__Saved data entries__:
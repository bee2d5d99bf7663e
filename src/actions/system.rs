use super::traits::{Action, ActionResult, TextOutput};
use crate::error::ActionError;
use crate::platform::{ProcessEntry, ResourceUsage, SystemProbe};
use crate::protocol::Verb;
use async_trait::async_trait;
use std::fmt::Write;
use std::sync::Arc;
use std::time::Duration;

/// Default CPU sampling window for `/status`.
pub const DEFAULT_STATUS_SAMPLE: Duration = Duration::from_secs(1);

/// `/status <target>`: CPU, RAM and disk utilisation.
pub struct StatusAction {
    probe: Arc<dyn SystemProbe>,
    sample: Duration,
}

impl StatusAction {
    pub fn new(probe: Arc<dyn SystemProbe>, sample: Duration) -> Self {
        Self { probe, sample }
    }
}

#[async_trait]
impl Action for StatusAction {
    fn verb(&self) -> Verb {
        Verb::Status
    }

    fn description(&self) -> &str {
        "Show CPU, RAM, and Disk usage"
    }

    async fn execute(&self, _argument: Option<&str>) -> ActionResult {
        let probe = Arc::clone(&self.probe);
        let sample = self.sample;
        let usage = tokio::task::spawn_blocking(move || probe.usage(sample)).await;

        match usage {
            Ok(Ok(usage)) => ActionResult::text(format_status(&usage)),
            Ok(Err(e)) => ActionResult::failure(ActionError::Probe(e)),
            Err(e) => ActionResult::failure(ActionError::Probe(e.to_string())),
        }
    }
}

pub fn format_status(usage: &ResourceUsage) -> String {
    format!(
        "System Status\nCPU Usage: {:.1}%\nRAM Usage: {:.1}%\nDisk Usage: {:.1}%",
        usage.cpu_percent, usage.ram_percent, usage.disk_percent
    )
}

/// `/processes <target>`: every process as `pid name`.
pub struct ProcessesAction {
    probe: Arc<dyn SystemProbe>,
}

impl ProcessesAction {
    pub fn new(probe: Arc<dyn SystemProbe>) -> Self {
        Self { probe }
    }
}

#[async_trait]
impl Action for ProcessesAction {
    fn verb(&self) -> Verb {
        Verb::Processes
    }

    fn description(&self) -> &str {
        "List all running processes"
    }

    async fn execute(&self, _argument: Option<&str>) -> ActionResult {
        let probe = Arc::clone(&self.probe);
        match tokio::task::spawn_blocking(move || probe.processes()).await {
            Ok(Ok(processes)) => ActionResult::Text(
                TextOutput::new(format_processes(&processes))
                    .overflow_as("processes.txt", "Processes"),
            ),
            Ok(Err(e)) => ActionResult::failure(ActionError::Probe(e)),
            Err(e) => ActionResult::failure(ActionError::Probe(e.to_string())),
        }
    }
}

pub const PROCESSES_HEADER: &str = "Running Processes\n\n";

pub fn format_processes(processes: &[ProcessEntry]) -> String {
    let mut out = String::with_capacity(PROCESSES_HEADER.len() + processes.len() * 24);
    out.push_str(PROCESSES_HEADER);
    for (i, p) in processes.iter().enumerate() {
        if i > 0 {
            out.push('\n');
        }
        let _ = write!(out, "{} {}", p.pid, p.name);
    }
    out
}

/// Inverse of [`format_processes`]; lines that do not start with a pid are skipped.
pub fn parse_processes(listing: &str) -> Vec<ProcessEntry> {
    listing
        .strip_prefix(PROCESSES_HEADER)
        .unwrap_or(listing)
        .lines()
        .filter_map(|line| {
            let (pid, name) = line.split_once(' ')?;
            Some(ProcessEntry {
                pid: pid.parse().ok()?,
                name: name.to_string(),
            })
        })
        .collect()
}
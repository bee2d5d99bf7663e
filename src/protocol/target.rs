/// Target token that addresses every agent on the channel.
pub const BROADCAST_TARGET: &str = "all";

#[derive(Debug, Clone, Copy, PartialEq, Eq)]
pub enum TargetDecision {
    Accept,
    /// Addressed to some other agent. Not an error: nothing runs, nothing is sent.
    Ignore,
}

impl TargetDecision {
    pub fn is_accept(self) -> bool {
        self == Self::Accept
    }
}

/// Filter stage of the broadcast bus.
///
/// Exact, case-insensitive match against [`BROADCAST_TARGET`] or the local
/// identity. No prefixes, no globs.
pub fn resolve(target_token: &str, local_identity: &str) -> TargetDecision {
    let token = target_token.trim().to_lowercase();
    if token.is_empty() {
        return TargetDecision::Ignore;
    }

    if token == BROADCAST_TARGET || token == local_identity.trim().to_lowercase() {
        TargetDecision::Accept
    } else {
        TargetDecision::Ignore
    }
}
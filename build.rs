use std::process::Command;

fn main() {
    // Embed build timestamp for version reporting
    let timestamp = Command::new("date")
        .args(["-u", "+%Y-%m-%d %H:%M:%S UTC"])
        .output()
        .ok()
        .and_then(|o| String::from_utf8(o.stdout).ok())
        .unwrap_or_else(|| "unknown".into());
    let timestamp = timestamp.trim();
    println!(
        "cargo:rustc-env=FLEET_AGENT_BUILD_TIME={}",
        if timestamp.is_empty() { "unknown" } else { timestamp }
    );

    // Embed git short SHA
    let git_sha = Command::new("git")
        .args(["rev-parse", "--short", "HEAD"])
        .output()
        .ok()
        .filter(|o| o.status.success())
        .and_then(|o| String::from_utf8(o.stdout).ok())
        .unwrap_or_else(|| "unknown".into());
    println!("cargo:rustc-env=FLEET_AGENT_GIT_SHA={}", git_sha.trim());
}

__Problem description__:
Word for word, please print every line from the beginning of the records to the line bearing "pub struct StatusAction", counting both ends and stopping there.

__Exercise output__:
repository bee2d5d99bf7663e
filename src/actions/system.rs
use super::traits::{Action, ActionResult, TextOutput};
use crate::error::ActionError;
use crate::platform::{ProcessEntry, ResourceUsage, SystemProbe};
use crate::protocol::Verb;
use async_trait::async_trait;
use std::fmt::Write;
use std::sync::Arc;
use std::time::Duration;

/// Default CPU sampling window for `/status`.
pub const DEFAULT_STATUS_SAMPLE: Duration = Duration::from_secs(1);

/// `/status <target>`: CPU, RAM and disk utilisation.
pub struct StatusAction {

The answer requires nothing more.